We live for the act of creation – and each of us creates something in everything we do every day. There is an art to driving a busload of kids to school, there is an art to serving a great cup of coffee, there is an art to collecting garbage.

In our art we make the world a better place for others, whether we serve an audience of one or a million, whether we write a poem for our sweetheart or a blockbuster summer movie for mass consumption.

Think about your “audience” – the people you serve – and make a contract to do your best and make today’s best even better than yesterday, and you’ll achieve that better world.

Monday, April 6, 2015

Just get started

Time management only works if you make a concerted effort to manage your time. Reading about time management does not make you a time manager.

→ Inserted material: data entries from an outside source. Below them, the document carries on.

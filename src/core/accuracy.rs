//! Confusion matrix and agreement measures for a tree against labeled samples

use crate::core::dataset::TrainingSet;
use crate::core::tree::DecisionTree;
use crate::types::{ClassCode, ClassLabelMapping, LandCoverError, LandCoverResult};
use ndarray::Array2;
use std::fmt;

/// Rows are reference classes, columns predicted classes
#[derive(Debug, Clone, PartialEq)]
pub struct ConfusionMatrix {
    matrix: Array2<usize>,
    classes: ClassLabelMapping,
    /// Samples the tree could not classify (NaN on the walked path)
    unclassified: usize,
}

impl ConfusionMatrix {
    /// Tally reference against predicted codes; both share `classes`.
    pub fn from_codes(
        reference: &[ClassCode],
        predicted: &[Option<ClassCode>],
        classes: ClassLabelMapping,
    ) -> LandCoverResult<Self> {
        if reference.len() != predicted.len() {
            return Err(LandCoverError::InvalidTrainingData(format!(
                "{} reference labels for {} predictions",
                reference.len(),
                predicted.len()
            )));
        }
        let n = classes.len();
        let mut matrix = Array2::zeros((n, n));
        let mut unclassified = 0;
        for (&r, p) in reference.iter().zip(predicted) {
            let Some(p) = *p else {
                unclassified += 1;
                continue;
            };
            if r as usize >= n || p as usize >= n {
                return Err(LandCoverError::InvalidTrainingData(format!(
                    "class code ({}, {}) outside mapping of {} classes",
                    r, p, n
                )));
            }
            matrix[[r as usize, p as usize]] += 1;
        }
        Ok(Self {
            matrix,
            classes,
            unclassified,
        })
    }

    /// Evaluate `tree` on labeled samples.
    ///
    /// The samples' labels are translated into the tree's class mapping, so an
    /// independent validation set with its own mapping can be used. Samples
    /// whose label the tree never saw are rejected.
    pub fn evaluate(tree: &DecisionTree, samples: &TrainingSet) -> LandCoverResult<Self> {
        tree.validate_features(samples.feature_names())?;

        let mut reference = Vec::with_capacity(samples.len());
        for &code in samples.labels() {
            let label = samples.classes().label(code).unwrap_or_default();
            let mapped = tree.classes().code(label).ok_or_else(|| {
                LandCoverError::InvalidTrainingData(format!(
                    "label '{}' was not part of the trained classes",
                    label
                ))
            })?;
            reference.push(mapped);
        }
        let predicted: Vec<Option<ClassCode>> = samples
            .features()
            .rows()
            .into_iter()
            .map(|row| tree.predict(&row.to_vec()))
            .collect();

        let cm = Self::from_codes(&reference, &predicted, tree.classes().clone())?;
        log::info!(
            "Accuracy on {} samples: overall {:.4}, kappa {:.4}",
            cm.total(),
            cm.overall_accuracy(),
            cm.kappa()
        );
        Ok(cm)
    }

    pub fn matrix(&self) -> &Array2<usize> {
        &self.matrix
    }

    pub fn classes(&self) -> &ClassLabelMapping {
        &self.classes
    }

    pub fn unclassified(&self) -> usize {
        self.unclassified
    }

    /// Number of tallied samples
    pub fn total(&self) -> usize {
        self.matrix.sum()
    }

    pub fn overall_accuracy(&self) -> f64 {
        let total = self.total();
        if total == 0 {
            return 0.0;
        }
        self.matrix.diag().sum() as f64 / total as f64
    }

    /// Cohen's kappa; 0 when chance agreement is total
    pub fn kappa(&self) -> f64 {
        let total = self.total() as f64;
        if total == 0.0 {
            return 0.0;
        }
        let observed = self.overall_accuracy();
        let expected: f64 = (0..self.classes.len())
            .map(|i| {
                let row = self.matrix.row(i).sum() as f64;
                let col = self.matrix.column(i).sum() as f64;
                row * col
            })
            .sum::<f64>()
            / (total * total);
        if (1.0 - expected).abs() < f64::EPSILON {
            return 0.0;
        }
        (observed - expected) / (1.0 - expected)
    }

    /// Correct / reference total per class (recall); `None` for classes with no reference samples
    pub fn producers_accuracy(&self) -> Vec<Option<f64>> {
        (0..self.classes.len())
            .map(|i| {
                let row = self.matrix.row(i).sum();
                (row > 0).then(|| self.matrix[[i, i]] as f64 / row as f64)
            })
            .collect()
    }

    /// Correct / predicted total per class (precision); `None` for never-predicted classes
    pub fn users_accuracy(&self) -> Vec<Option<f64>> {
        (0..self.classes.len())
            .map(|i| {
                let col = self.matrix.column(i).sum();
                (col > 0).then(|| self.matrix[[i, i]] as f64 / col as f64)
            })
            .collect()
    }
}

impl fmt::Display for ConfusionMatrix {
    fn fmt(&self, f: &mut fmt::Formatter<'_>) -> fmt::Result {
        let width = self
            .classes
            .labels()
            .iter()
            .map(String::len)
            .max()
            .unwrap_or(0)
            .max(8);
        write!(f, "{:>width$}", "", width = width)?;
        for label in self.classes.labels() {
            write!(f, " {:>width$}", label, width = width)?;
        }
        writeln!(f)?;
        for (i, label) in self.classes.labels().iter().enumerate() {
            write!(f, "{:>width$}", label, width = width)?;
            for n in self.matrix.row(i) {
                write!(f, " {:>width$}", n, width = width)?;
            }
            writeln!(f)?;
        }
        writeln!(f, "overall accuracy: {:.4}", self.overall_accuracy())?;
        write!(f, "kappa: {:.4}", self.kappa())
    }
}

Knowing what to do and doing it: The first is easy. Everyone knows what to do. 

Doing it? It must be hard. It must be difficult. Because so few do what needs to be done. 

Lose weight/lay off the sugar? You know it’s good for you. Exercise? Meet deadline? Discipline your life? You know what to do. Just do it. Just get started.

What’s keeping you? Just you: Overcome inertia. Overcome inertia and live. Live before you have no life left to live. Never say die until you’re dead. 

Not hard. Not hard. Why act as if it’s impossible?